> What you have to do
Please copy each line in the records below that contains the string "PartialEq".

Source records

• • • • •

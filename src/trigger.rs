use crate::config::TriggerRules;
use crate::context::ContextSnapshot;
use crate::history::HistoryBuffer;
use serde::{Deserialize, Serialize};
use strum::{Display, EnumString};

/// What kind of moment a candidate wants to remark on.
#[derive(
    Debug, Clone, Copy, PartialEq, Eq, Hash, Serialize, Deserialize, Display, EnumString,
)]
#[serde(rename_all = "snake_case")]
#[strum(serialize_all = "snake_case")]
pub enum TriggerCategory {
    Combo,
    Crit,
    LevelUp,
    /// Enemy close to defeat.
    LowHp,
    LowStamina,
    /// New session best (combo length or single-hit damage).
    Milestone,
    /// Repeated failure pattern in recent history.
    Pattern,
}

/// Payload a backend needs to render the remark.
#[derive(Debug, Clone, Copy, PartialEq)]
pub enum RemarkHint {
    Combo(u32),
    Crit { damage: u32 },
    LevelUp { level: u32 },
    EnemyHp(f32),
    Stamina(u32),
    Milestone(MilestoneKind),
    Pattern(PatternKind),
}

#[derive(Debug, Clone, Copy, PartialEq, Eq)]
pub enum MilestoneKind {
    BestCombo(u32),
    BestDamage(u32),
}

#[derive(Debug, Clone, Copy, PartialEq, Eq)]
pub enum PatternKind {
    WhiffStreak(u32),
}

/// One reason to speak this cycle, before arbitration.
#[derive(Debug, Clone, PartialEq)]
pub struct TriggerCandidate {
    pub category: TriggerCategory,
    pub priority: u8,
    pub hint: RemarkHint,
}

/// Config-driven threshold and pattern rules.
///
/// Detection is a pure function of its inputs: no I/O, no clock reads, no
/// mutation. The same snapshot and history always produce the same
/// candidates in the same order.
pub struct TriggerDetector {
    rules: TriggerRules,
}

impl TriggerDetector {
    pub fn new(rules: TriggerRules) -> Self {
        Self { rules }
    }

    pub fn detect(
        &self,
        snapshot: &ContextSnapshot,
        history: &HistoryBuffer,
    ) -> Vec<TriggerCandidate> {
        let mut candidates = Vec::new();

        // Highest combo tier reached supplies the priority.
        if let Some(tier) = self
            .rules
            .combo_tiers
            .iter()
            .rev()
            .find(|tier| snapshot.combo_count >= tier.at)
        {
            candidates.push(TriggerCandidate {
                category: TriggerCategory::Combo,
                priority: tier.priority,
                hint: RemarkHint::Combo(snapshot.combo_count),
            });
        }

        if snapshot.crit_landed {
            candidates.push(TriggerCandidate {
                category: TriggerCategory::Crit,
                priority: self.rules.priorities.crit,
                hint: RemarkHint::Crit {
                    damage: snapshot.recent_damage,
                },
            });
        }

        if snapshot.leveled_up {
            candidates.push(TriggerCandidate {
                category: TriggerCategory::LevelUp,
                priority: self.rules.priorities.level_up,
                hint: RemarkHint::LevelUp {
                    level: snapshot.player_level,
                },
            });
        }

        // 0.0 means the enemy is already down; that's the host's moment, not ours.
        if snapshot.enemy_hp_percent > 0.0 && snapshot.enemy_hp_percent < self.rules.enemy_hp_below
        {
            candidates.push(TriggerCandidate {
                category: TriggerCategory::LowHp,
                priority: self.rules.priorities.low_hp,
                hint: RemarkHint::EnemyHp(snapshot.enemy_hp_percent),
            });
        }

        if snapshot.player_stamina < self.rules.stamina_below {
            candidates.push(TriggerCandidate {
                category: TriggerCategory::LowStamina,
                priority: self.rules.priorities.low_stamina,
                hint: RemarkHint::Stamina(snapshot.player_stamina),
            });
        }

        if let Some(kind) = self.milestone(snapshot) {
            candidates.push(TriggerCandidate {
                category: TriggerCategory::Milestone,
                priority: self.rules.priorities.milestone,
                hint: RemarkHint::Milestone(kind),
            });
        }

        let streak = history.failed_streak();
        if streak >= self.rules.whiff_streak {
            candidates.push(TriggerCandidate {
                category: TriggerCategory::Pattern,
                priority: self.rules.priorities.pattern,
                hint: RemarkHint::Pattern(PatternKind::WhiffStreak(streak)),
            });
        }

        candidates
    }

    /// A milestone requires strictly beating the session best, at or above
    /// the configured floor. Combo records outrank damage records when both
    /// land in the same cycle.
    fn milestone(&self, snapshot: &ContextSnapshot) -> Option<MilestoneKind> {
        if snapshot.combo_count > snapshot.stats.best_combo
            && snapshot.combo_count >= self.rules.milestone_combo_floor
        {
            return Some(MilestoneKind::BestCombo(snapshot.combo_count));
        }
        if snapshot.recent_damage > snapshot.stats.best_damage
            && snapshot.recent_damage >= self.rules.milestone_damage_floor
        {
            return Some(MilestoneKind::BestDamage(snapshot.recent_damage));
        }
        None
    }
}
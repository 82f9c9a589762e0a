use std::collections::VecDeque;
use std::time::{Duration, Instant};

/// Sliding-window request limiter for remote backends.
///
/// Tracks the instants of recent acquisitions; at quota, further requests
/// are rejected locally so no network call is ever attempted for them.
/// The clock is injected by the caller, matching the rest of the cycle.
#[derive(Debug)]
pub struct RateLimiter {
    quota: usize,
    window: Duration,
    stamps: VecDeque<Instant>,
}

impl RateLimiter {
    pub fn new(quota: usize, window: Duration) -> Self {
        Self {
            quota,
            window,
            stamps: VecDeque::with_capacity(quota),
        }
    }

    /// Take a slot at `now`. Returns `false` at quota, recording nothing.
    pub fn try_acquire(&mut self, now: Instant) -> bool {
        self.prune(now);
        if self.stamps.len() >= self.quota {
            return false;
        }
        self.stamps.push_back(now);
        true
    }

    /// Slots still available within the current window.
    pub fn remaining(&mut self, now: Instant) -> usize {
        self.prune(now);
        self.quota - self.stamps.len()
    }

    pub fn clear(&mut self) {
        self.stamps.clear();
    }

    fn prune(&mut self, now: Instant) {
        while let Some(oldest) = self.stamps.front() {
            if now.saturating_duration_since(*oldest) >= self.window {
                self.stamps.pop_front();
            } else {
                break;
            }
        }
    }
}
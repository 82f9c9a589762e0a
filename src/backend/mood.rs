use super::Mood;
use crate::config::MoodKeywords;
use crate::trigger::TriggerCategory;

/// Infers a remark's mood from its wording.
///
/// Each mood owns a keyword list (config-overridable); the mood with the
/// most hits wins, ties going to the earlier table. With no hits at all the
/// candidate category's default mood applies, so classification never fails.
#[derive(Debug)]
pub struct MoodClassifier {
    tables: Vec<(Mood, Vec<String>)>,
}

fn builtin_keywords(mood: Mood) -> &'static [&'static str] {
    match mood {
        Mood::Excited => &[
            "amazing",
            "incredible",
            "unstoppable",
            "on fire",
            "let's go",
            "insane",
        ],
        Mood::Impressed => &[
            "impressive",
            "beautiful",
            "clean",
            "masterful",
            "didn't expect",
            "well done",
        ],
        Mood::Encouraging => &["keep", "almost", "you've got", "stay with", "push", "shake it off"],
        Mood::Mocking => &["call that", "seen better", "my grandmother", "nap", "adorable"],
        Mood::Serious => &["focus", "careful", "watch", "danger", "discipline", "steady"],
        Mood::Tired => &["slow down", "dragging", "exhausted", "yawn", "wake me"],
        Mood::Neutral => &[],
    }
}

/// Moods scanned in fixed order; earlier entries win ties.
const SCAN_ORDER: [Mood; 6] = [
    Mood::Excited,
    Mood::Impressed,
    Mood::Encouraging,
    Mood::Mocking,
    Mood::Serious,
    Mood::Tired,
];

impl MoodClassifier {
    pub fn new(overrides: &MoodKeywords) -> Self {
        let tables = SCAN_ORDER
            .iter()
            .map(|mood| {
                let configured = match mood {
                    Mood::Excited => &overrides.excited,
                    Mood::Impressed => &overrides.impressed,
                    Mood::Encouraging => &overrides.encouraging,
                    Mood::Mocking => &overrides.mocking,
                    Mood::Serious => &overrides.serious,
                    Mood::Tired => &overrides.tired,
                    Mood::Neutral => unreachable!("neutral carries no keywords"),
                };
                let keywords = if configured.is_empty() {
                    builtin_keywords(*mood)
                        .iter()
                        .map(|k| (*k).to_string())
                        .collect()
                } else {
                    configured.iter().map(|k| k.to_lowercase()).collect()
                };
                (*mood, keywords)
            })
            .collect();
        Self { tables }
    }

    pub fn classify(&self, text: &str, fallback: Mood) -> Mood {
        let lower = text.to_lowercase();
        let mut best: Option<(Mood, usize)> = None;
        for (mood, keywords) in &self.tables {
            let score = keywords
                .iter()
                .filter(|keyword| lower.contains(keyword.as_str()))
                .count();
            if score > 0 && best.is_none_or(|(_, s)| score > s) {
                best = Some((*mood, score));
            }
        }
        best.map_or(fallback, |(mood, _)| mood)
    }
}

/// Mood a category implies when the reply text gives no signal.
pub fn default_mood_for(category: TriggerCategory) -> Mood {
    match category {
        TriggerCategory::Combo | TriggerCategory::LevelUp => Mood::Excited,
        TriggerCategory::Crit | TriggerCategory::Milestone => Mood::Impressed,
        TriggerCategory::LowHp | TriggerCategory::LowStamina => Mood::Encouraging,
        TriggerCategory::Pattern => Mood::Serious,
    }
}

• • • • •

> Exercise output
    Debug, Clone, Copy, PartialEq, Eq, Hash, Serialize, Deserialize, Display, EnumString,
#[derive(Debug, Clone, Copy, PartialEq)]
#[derive(Debug, Clone, Copy, PartialEq, Eq)]
#[derive(Debug, Clone, Copy, PartialEq, Eq)]
#[derive(Debug, Clone, PartialEq)]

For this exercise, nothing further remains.